[YOUR TASK]:
In the listing below, find each line with the string "Result" and report it.

[DATASET]:
..........
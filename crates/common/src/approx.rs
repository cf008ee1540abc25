//! Tolerance comparison helpers for derived matrices.
//!
//! Used by correctness checks in the core (view/pose residuals) and by
//! tests across the workspace.

use glam::{Mat4, Vec3};

/// Largest absolute element-wise difference between two matrices.
pub fn max_abs_diff(a: Mat4, b: Mat4) -> f32 {
    let mut worst = 0.0_f32;
    for (x, y) in a
        .to_cols_array()
        .iter()
        .zip(b.to_cols_array().iter())
    {
        let d = (x - y).abs();
        if d > worst {
            worst = d;
        }
    }
    worst
}

/// Element-wise matrix comparison within `tol`.
pub fn mat4_approx_eq(a: Mat4, b: Mat4, tol: f32) -> bool {
    max_abs_diff(a, b) <= tol
}

/// Element-wise vector comparison within `tol`.
pub fn vec3_approx_eq(a: Vec3, b: Vec3, tol: f32) -> bool {
    (a - b).abs().max_element() <= tol
}
//! The record envelope shared by every tracker.
//!
//! A record is a typed payload plus a store-assigned integer id and an
//! occurrence key. The key type decides how the store treats dates:
//!
//! | key             | keying      | date semantics                          |
//! |-----------------|-------------|-----------------------------------------|
//! | `NaiveDate`     | `Day`       | at most one record per calendar date    |
//! | `NaiveDateTime` | `Sample`    | any number of samples per date          |
//! | `()`            | `Unkeyed`   | no date; ordered by insertion           |

use std::fmt::{self, Debug};

use chrono::{NaiveDate, NaiveDateTime};
use serde::{Deserialize, Serialize};

use crate::Result;

// ─── Identity ────────────────────────────────────────────────────────────────

/// Surrogate key assigned by the store on creation. Never reused.
#[derive(
  Debug, Clone, Copy, PartialEq, Eq, Hash, PartialOrd, Ord, Serialize, Deserialize,
)]
#[serde(transparent)]
pub struct RecordId(pub i64);

impl fmt::Display for RecordId {
  fn fmt(&self, f: &mut fmt::Formatter<'_>) -> fmt::Result { fmt::Display::fmt(&self.0, f) }
}

// ─── Keying ──────────────────────────────────────────────────────────────────

/// How a tracker's records relate to the calendar.
#[derive(Debug, Clone, Copy, PartialEq, Eq)]
pub enum Keying {
  /// One record per calendar date; saving on an occupied date edits it.
  Day,
  /// Free timestamps; many records may share a date.
  Sample,
  /// Not time-ordered at all.
  Unkeyed,
}

/// An occurrence key. Implemented for the three shapes in the table above.
pub trait RecordKey:
  Clone + Debug + PartialEq + Send + Sync + Serialize + for<'de> Deserialize<'de> + 'static
{
  const KEYING: Keying;

  /// The calendar date this key falls on, if it has one.
  fn date(&self) -> Option<NaiveDate>;
}

impl RecordKey for NaiveDate {
  const KEYING: Keying = Keying::Day;

  fn date(&self) -> Option<NaiveDate> { Some(*self) }
}

impl RecordKey for NaiveDateTime {
  const KEYING: Keying = Keying::Sample;

  fn date(&self) -> Option<NaiveDate> { Some(NaiveDateTime::date(self)) }
}

impl RecordKey for () {
  const KEYING: Keying = Keying::Unkeyed;

  fn date(&self) -> Option<NaiveDate> { None }
}

// ─── Payload ─────────────────────────────────────────────────────────────────

/// The kind-specific part of a record.
pub trait Payload: Clone + Debug + PartialEq + Send + Sync + 'static {
  /// Human-readable entity name used in errors and logs.
  const ENTITY: &'static str;

  type Key: RecordKey;

  /// The pre-write gate. A payload that fails here is never persisted.
  fn validate(&self) -> Result<()>;
}

// ─── Record / Draft ──────────────────────────────────────────────────────────

/// A committed row, as returned by the store.
#[derive(Debug, Clone, PartialEq, Serialize, Deserialize)]
#[serde(bound(
  serialize = "P: Serialize",
  deserialize = "P: Deserialize<'de>"
))]
pub struct Record<P: Payload> {
  pub id:          RecordId,
  pub occurred_at: P::Key,
  #[serde(flatten)]
  pub payload:     P,
}

impl<P: Payload> Record<P> {
  pub fn date(&self) -> Option<NaiveDate> { self.occurred_at.date() }
}

/// Input to [`crate::store::RecordStore::save`].
///
/// `id` is `Some` when editing an existing row; the store then overwrites that
/// row in place. When `id` is `None` the tracker's keying decides between
/// insert and update-by-date.
#[derive(Debug, Clone, PartialEq)]
pub struct Draft<P: Payload> {
  pub id:          Option<RecordId>,
  pub occurred_at: P::Key,
  pub payload:     P,
}

impl<P: Payload> Draft<P> {
  pub fn new(occurred_at: P::Key, payload: P) -> Self {
    Self { id: None, occurred_at, payload }
  }

  pub fn editing(id: RecordId, occurred_at: P::Key, payload: P) -> Self {
    Self { id: Some(id), occurred_at, payload }
  }

  pub fn validate(&self) -> Result<()> { self.payload.validate() }

  /// Attach the id the store assigned, producing the committed record.
  pub fn commit(self, id: RecordId) -> Record<P> {
    Record { id, occurred_at: self.occurred_at, payload: self.payload }
  }
}

impl<P: Payload> From<Record<P>> for Draft<P> {
  fn from(record: Record<P>) -> Self {
    Self::editing(record.id, record.occurred_at, record.payload)
  }
}

// ─── Validation helpers ──────────────────────────────────────────────────────

pub(crate) fn require_text(
  entity: &'static str,
  field: &'static str,
  value: &str,
) -> Result<()> {
  if value.trim().is_empty() {
    return Err(crate::Error::Validation { entity, field, problem: "is required" });
  }
  Ok(())
}

pub(crate) fn require_positive(
  entity: &'static str,
  field: &'static str,
  value: f64,
) -> Result<()> {
  if !value.is_finite() {
    return Err(crate::Error::Validation { entity, field, problem: "must be a number" });
  }
  if value <= 0.0 {
    return Err(crate::Error::Validation {
      entity,
      field,
      problem: "must be greater than zero",
    });
  }
  Ok(())
}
..........
[OUTPUT OF THE TASK]:
use crate::Result;
  fn fmt(&self, f: &mut fmt::Formatter<'_>) -> fmt::Result { fmt::Display::fmt(&self.0, f) }
  fn validate(&self) -> Result<()>;
  pub fn validate(&self) -> Result<()> { self.payload.validate() }
) -> Result<()> {
) -> Result<()> {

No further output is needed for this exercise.